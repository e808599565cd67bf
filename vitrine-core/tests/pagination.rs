use std::sync::Arc;

use parking_lot::Mutex;
use vitrine_core::pagination::{
    PaginationController, compute_page_window, page_slice,
};
use vitrine_model::PageLabel;

fn numbers(labels: &[PageLabel]) -> Vec<usize> {
    labels.iter().filter_map(PageLabel::page).collect()
}

#[test]
fn window_numbers_are_increasing_and_bounded() {
    for total in 0..=40 {
        for max in 1..=11 {
            for current in 1..=total.max(1) {
                let labels = compute_page_window(current, total, max);
                let pages = numbers(&labels);
                assert!(
                    pages.windows(2).all(|pair| pair[0] < pair[1]),
                    "not increasing: {current}/{total}/{max} -> {pages:?}"
                );
                assert!(pages.iter().all(|p| (1..=total).contains(p)));
                if total > 0 {
                    assert_eq!(pages.first(), Some(&1));
                    assert_eq!(pages.last(), Some(&total));
                } else {
                    assert!(labels.is_empty());
                }
            }
        }
    }
}

#[test]
fn small_totals_list_every_page() {
    let labels = compute_page_window(1, 5, 7);
    assert_eq!(numbers(&labels), [1, 2, 3, 4, 5]);
    assert!(labels.iter().all(|label| !label.is_ellipsis()));
}

#[test]
fn limited_window_collapses_both_sides() {
    let labels = compute_page_window(10, 50, 5);
    assert_eq!(
        labels,
        [
            PageLabel::Page(1),
            PageLabel::Ellipsis,
            PageLabel::Page(8),
            PageLabel::Page(9),
            PageLabel::Page(10),
            PageLabel::Page(11),
            PageLabel::Page(12),
            PageLabel::Ellipsis,
            PageLabel::Page(50),
        ]
    );
}

#[test]
fn controller_walks_a_result_set() {
    let rows: Vec<u32> = (1..=23).collect();
    let seen = Arc::new(Mutex::new(Vec::new()));
    let sink = Arc::clone(&seen);
    let mut pager = PaginationController::for_items(rows.len(), 10)
        .on_page_change(move |page| sink.lock().push(page));

    assert_eq!(pager.total_pages(), 3);
    assert!(!pager.go_to(1));
    assert!(pager.next());
    assert!(pager.last());
    assert!(!pager.next());
    assert!(!pager.can_go_last());
    assert_eq!(
        page_slice(&rows, pager.current_page(), pager.items_per_page()),
        &[21, 22, 23]
    );
    assert_eq!(pager.page_info().as_deref(), Some("Showing 21-23 of 23 items"));

    assert!(pager.jump_to("1st"));
    assert!(!pager.jump_to("page two"));
    assert_eq!(*seen.lock(), [2, 3, 1]);
}
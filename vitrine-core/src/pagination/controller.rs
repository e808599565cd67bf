use std::fmt;

use tracing::{debug, trace};
use vitrine_config::PaginationConfig;
use vitrine_model::PageLabel;

use super::window::PageWindowCalculator;

/// Owner notification. Receives the new page number or page size.
pub type ChangeCallback = Box<dyn FnMut(usize) + Send>;

/// Stateful wrapper around the page window: tracks the current page, guards
/// navigation and notifies the owner of accepted changes.
pub struct PaginationController {
    current_page: usize,
    total_pages: usize,
    total_items: Option<usize>,
    items_per_page: usize,
    items_per_page_options: Vec<usize>,
    calculator: PageWindowCalculator,
    on_page_change: Option<ChangeCallback>,
    on_items_per_page_change: Option<ChangeCallback>,
}

impl fmt::Debug for PaginationController {
    fn fmt(&self, f: &mut fmt::Formatter<'_>) -> fmt::Result {
        f.debug_struct("PaginationController")
            .field("current_page", &self.current_page)
            .field("total_pages", &self.total_pages)
            .field("total_items", &self.total_items)
            .field("items_per_page", &self.items_per_page)
            .field("calculator", &self.calculator)
            .finish_non_exhaustive()
    }
}

fn page_count(total_items: usize, items_per_page: usize) -> usize {
    if items_per_page == 0 {
        return 0;
    }
    total_items.div_ceil(items_per_page)
}

impl PaginationController {
    pub fn new(total_pages: usize) -> Self {
        let defaults = PaginationConfig::default();
        Self {
            current_page: 1,
            total_pages,
            total_items: None,
            items_per_page: defaults.items_per_page,
            items_per_page_options: defaults.items_per_page_options,
            calculator: PageWindowCalculator::new(defaults.max_visible_pages),
            on_page_change: None,
            on_items_per_page_change: None,
        }
    }

    /// Paginate a known number of items. The page count follows the page
    /// size.
    pub fn for_items(total_items: usize, items_per_page: usize) -> Self {
        let mut controller = Self::new(page_count(total_items, items_per_page));
        controller.total_items = Some(total_items);
        controller.items_per_page = items_per_page;
        controller
    }

    pub fn from_config(config: &PaginationConfig, total_pages: usize) -> Self {
        Self {
            items_per_page: config.items_per_page,
            items_per_page_options: config.items_per_page_options.clone(),
            calculator: PageWindowCalculator::new(config.max_visible_pages),
            ..Self::new(total_pages)
        }
    }

    /// Start on `page`, clamped into `1..=total_pages`.
    #[must_use]
    pub fn with_current_page(mut self, page: usize) -> Self {
        self.current_page = page.clamp(1, self.total_pages.max(1));
        self
    }

    #[must_use]
    pub fn with_total_items(mut self, total_items: usize) -> Self {
        self.total_items = Some(total_items);
        self
    }

    #[must_use]
    pub fn with_max_visible_pages(mut self, max_visible_pages: usize) -> Self {
        self.calculator = PageWindowCalculator::new(max_visible_pages);
        self
    }

    #[must_use]
    pub fn with_items_per_page_options(mut self, options: Vec<usize>) -> Self {
        self.items_per_page_options = options;
        self
    }

    #[must_use]
    pub fn on_page_change<F>(mut self, callback: F) -> Self
    where
        F: FnMut(usize) + Send + 'static,
    {
        self.on_page_change = Some(Box::new(callback));
        self
    }

    #[must_use]
    pub fn on_items_per_page_change<F>(mut self, callback: F) -> Self
    where
        F: FnMut(usize) + Send + 'static,
    {
        self.on_items_per_page_change = Some(Box::new(callback));
        self
    }

    pub fn current_page(&self) -> usize {
        self.current_page
    }

    pub fn total_pages(&self) -> usize {
        self.total_pages
    }

    pub fn total_items(&self) -> Option<usize> {
        self.total_items
    }

    pub fn items_per_page(&self) -> usize {
        self.items_per_page
    }

    pub fn items_per_page_options(&self) -> &[usize] {
        &self.items_per_page_options
    }

    pub fn has_items_per_page_handler(&self) -> bool {
        self.on_items_per_page_change.is_some()
    }

    pub fn max_visible_pages(&self) -> usize {
        self.calculator.max_visible_pages()
    }

    /// Labels for the current position.
    pub fn labels(&self) -> Vec<PageLabel> {
        self.calculator.compute(self.current_page, self.total_pages)
    }

    /// Whether `go_to(page)` would change anything.
    pub fn accepts(&self, page: usize) -> bool {
        page >= 1 && page <= self.total_pages && page != self.current_page
    }

    /// Move to `page` and notify the owner. Out-of-range pages and the
    /// current page are ignored. Returns whether the page changed.
    pub fn go_to(&mut self, page: usize) -> bool {
        if !self.accepts(page) {
            trace!(page, current = self.current_page, "page change ignored");
            return false;
        }

        debug!(from = self.current_page, to = page, "page changed");
        self.current_page = page;
        if let Some(callback) = self.on_page_change.as_mut() {
            callback(page);
        }
        true
    }

    pub fn first(&mut self) -> bool {
        self.go_to(1)
    }

    pub fn previous(&mut self) -> bool {
        self.go_to(self.current_page.saturating_sub(1))
    }

    pub fn next(&mut self) -> bool {
        self.go_to(self.current_page.saturating_add(1))
    }

    pub fn last(&mut self) -> bool {
        self.go_to(self.total_pages)
    }

    pub fn can_go_first(&self) -> bool {
        self.accepts(1)
    }

    pub fn can_go_previous(&self) -> bool {
        self.accepts(self.current_page.saturating_sub(1))
    }

    pub fn can_go_next(&self) -> bool {
        self.accepts(self.current_page.saturating_add(1))
    }

    pub fn can_go_last(&self) -> bool {
        self.accepts(self.total_pages)
    }

    /// Quick-jump input. Leading digits are parsed the way a browser's
    /// `parseInt` would; anything without them is ignored.
    pub fn jump_to(&mut self, input: &str) -> bool {
        match parse_leading_page(input) {
            Some(page) => self.go_to(page),
            None => {
                trace!(input, "quick jump input ignored");
                false
            }
        }
    }

    /// Change the page size. The owner is notified, the page count is
    /// recomputed when the item count is known, and the view returns to the
    /// first page (notifying the page callback if that moved it).
    pub fn set_items_per_page(&mut self, items_per_page: usize) -> bool {
        if items_per_page == 0 || items_per_page == self.items_per_page {
            return false;
        }

        debug!(
            from = self.items_per_page,
            to = items_per_page,
            "items per page changed"
        );
        self.items_per_page = items_per_page;
        if let Some(callback) = self.on_items_per_page_change.as_mut() {
            callback(items_per_page);
        }

        if let Some(total_items) = self.total_items {
            self.total_pages = page_count(total_items, items_per_page);
        }

        if self.current_page != 1 {
            self.current_page = 1;
            if let Some(callback) = self.on_page_change.as_mut() {
                callback(1);
            }
        }
        true
    }

    /// Replace the page count, keeping the current page in range.
    pub fn set_total_pages(&mut self, total_pages: usize) {
        self.total_pages = total_pages;
        self.current_page = self.current_page.clamp(1, total_pages.max(1));
    }

    /// `(start, end)` of the items shown on the current page, 1-based and
    /// inclusive. `None` without a known, non-zero item count.
    pub fn item_range(&self) -> Option<(usize, usize)> {
        let total = self.total_items.filter(|total| *total > 0)?;
        let start = (self.current_page - 1)
            .saturating_mul(self.items_per_page)
            .saturating_add(1);
        let end = self
            .current_page
            .saturating_mul(self.items_per_page)
            .min(total);
        Some((start, end))
    }

    /// "Showing 11-20 of 195 items".
    pub fn page_info(&self) -> Option<String> {
        let (start, end) = self.item_range()?;
        let total = self.total_items?;
        Some(format!("Showing {start}-{end} of {total} items"))
    }
}

fn parse_leading_page(input: &str) -> Option<usize> {
    let trimmed = input.trim_start();
    let unsigned = trimmed.strip_prefix('+').unwrap_or(trimmed);
    if unsigned.starts_with('-') {
        return None;
    }
    let digits: String =
        unsigned.chars().take_while(|c| c.is_ascii_digit()).collect();
    if digits.is_empty() {
        return None;
    }
    // Values too large for usize are past any real page count.
    Some(digits.parse().unwrap_or(usize::MAX))
}

#[cfg(test)]
mod tests {
    use std::sync::Arc;

    use parking_lot::Mutex;

    use super::*;

    fn recorder() -> (Arc<Mutex<Vec<usize>>>, impl FnMut(usize) + Send + 'static)
    {
        let seen = Arc::new(Mutex::new(Vec::new()));
        let sink = Arc::clone(&seen);
        (seen, move |value| sink.lock().push(value))
    }

    #[test]
    fn go_to_current_page_does_not_notify() {
        let (seen, callback) = recorder();
        let mut controller = PaginationController::new(10)
            .with_current_page(4)
            .on_page_change(callback);

        assert!(!controller.go_to(4));
        assert!(seen.lock().is_empty());
    }

    #[test]
    fn out_of_range_pages_are_ignored() {
        let (seen, callback) = recorder();
        let mut controller =
            PaginationController::new(5).on_page_change(callback);

        assert!(!controller.go_to(0));
        assert!(!controller.go_to(6));
        assert_eq!(controller.current_page(), 1);
        assert!(seen.lock().is_empty());

        assert!(controller.go_to(5));
        assert_eq!(*seen.lock(), vec![5]);
    }

    #[test]
    fn buttons_disable_exactly_when_navigation_would_no_op() {
        let mut controller = PaginationController::new(3);
        assert!(!controller.can_go_first());
        assert!(!controller.can_go_previous());
        assert!(controller.can_go_next());
        assert!(controller.can_go_last());

        controller.last();
        assert!(controller.can_go_first());
        assert!(controller.can_go_previous());
        assert!(!controller.can_go_next());
        assert!(!controller.can_go_last());

        let empty = PaginationController::new(0);
        assert!(!empty.can_go_first());
        assert!(!empty.can_go_previous());
        assert!(!empty.can_go_next());
        assert!(!empty.can_go_last());
    }

    #[test]
    fn step_navigation_walks_pages() {
        let mut controller = PaginationController::new(3);
        assert!(controller.next());
        assert!(controller.next());
        assert!(!controller.next());
        assert_eq!(controller.current_page(), 3);
        assert!(controller.previous());
        assert!(controller.first());
        assert!(!controller.previous());
    }

    #[test]
    fn quick_jump_parses_like_parse_int() {
        let mut controller = PaginationController::new(20);
        assert!(controller.jump_to(" 12abc"));
        assert_eq!(controller.current_page(), 12);
        assert!(!controller.jump_to("abc"));
        assert!(!controller.jump_to("-3"));
        assert!(!controller.jump_to("99999999999999999999999"));
        assert!(controller.jump_to("+2"));
        assert_eq!(controller.current_page(), 2);
    }

    #[test]
    fn page_info_matches_item_range() {
        let controller =
            PaginationController::for_items(195, 10).with_current_page(20);
        assert_eq!(controller.total_pages(), 20);
        assert_eq!(
            controller.page_info().as_deref(),
            Some("Showing 191-195 of 195 items")
        );

        assert_eq!(PaginationController::new(4).page_info(), None);
        assert_eq!(PaginationController::for_items(0, 10).page_info(), None);
    }

    #[test]
    fn changing_page_size_resets_to_first_page() {
        let (pages, on_page) = recorder();
        let (sizes, on_size) = recorder();
        let mut controller = PaginationController::for_items(50, 5)
            .with_current_page(7)
            .on_page_change(on_page)
            .on_items_per_page_change(on_size);

        assert!(controller.set_items_per_page(20));
        assert_eq!(controller.total_pages(), 3);
        assert_eq!(controller.current_page(), 1);
        assert_eq!(*sizes.lock(), vec![20]);
        assert_eq!(*pages.lock(), vec![1]);

        assert!(!controller.set_items_per_page(20));
        assert!(!controller.set_items_per_page(0));
        assert_eq!(*sizes.lock(), vec![20]);
    }

    #[test]
    fn config_supplies_window_and_options() {
        let config = PaginationConfig {
            max_visible_pages: 5,
            ..PaginationConfig::default()
        };
        let controller =
            PaginationController::from_config(&config, 50).with_current_page(10);
        assert_eq!(controller.max_visible_pages(), 5);
        assert_eq!(controller.items_per_page_options(), &[10, 20, 50, 100]);
        assert_eq!(controller.labels().len(), 9);
    }

    #[test]
    fn shrinking_total_pages_clamps_current() {
        let mut controller = PaginationController::new(10).with_current_page(9);
        controller.set_total_pages(4);
        assert_eq!(controller.current_page(), 4);
        controller.set_total_pages(0);
        assert_eq!(controller.current_page(), 1);
    }
}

▶ [EXERCISE DESCRIPTION]
Proceeding from the line containing "that moved it)." through the line containing "self.total_pages = total_pages;", transcribe the lines above exactly, both end lines included.

▶ [YOUR RESPONSE]
    /// first page (notifying the page callback if that moved it).
    pub fn set_items_per_page(&mut self, items_per_page: usize) -> bool {
        if items_per_page == 0 || items_per_page == self.items_per_page {
            return false;
        }

        debug!(
            from = self.items_per_page,
            to = items_per_page,
            "items per page changed"
        );
        self.items_per_page = items_per_page;
        if let Some(callback) = self.on_items_per_page_change.as_mut() {
            callback(items_per_page);
        }

        if let Some(total_items) = self.total_items {
            self.total_pages = page_count(total_items, items_per_page);
        }

        if self.current_page != 1 {
            self.current_page = 1;
            if let Some(callback) = self.on_page_change.as_mut() {
                callback(1);
            }
        }
        true
    }

    /// Replace the page count, keeping the current page in range.
    pub fn set_total_pages(&mut self, total_pages: usize) {
        self.total_pages = total_pages;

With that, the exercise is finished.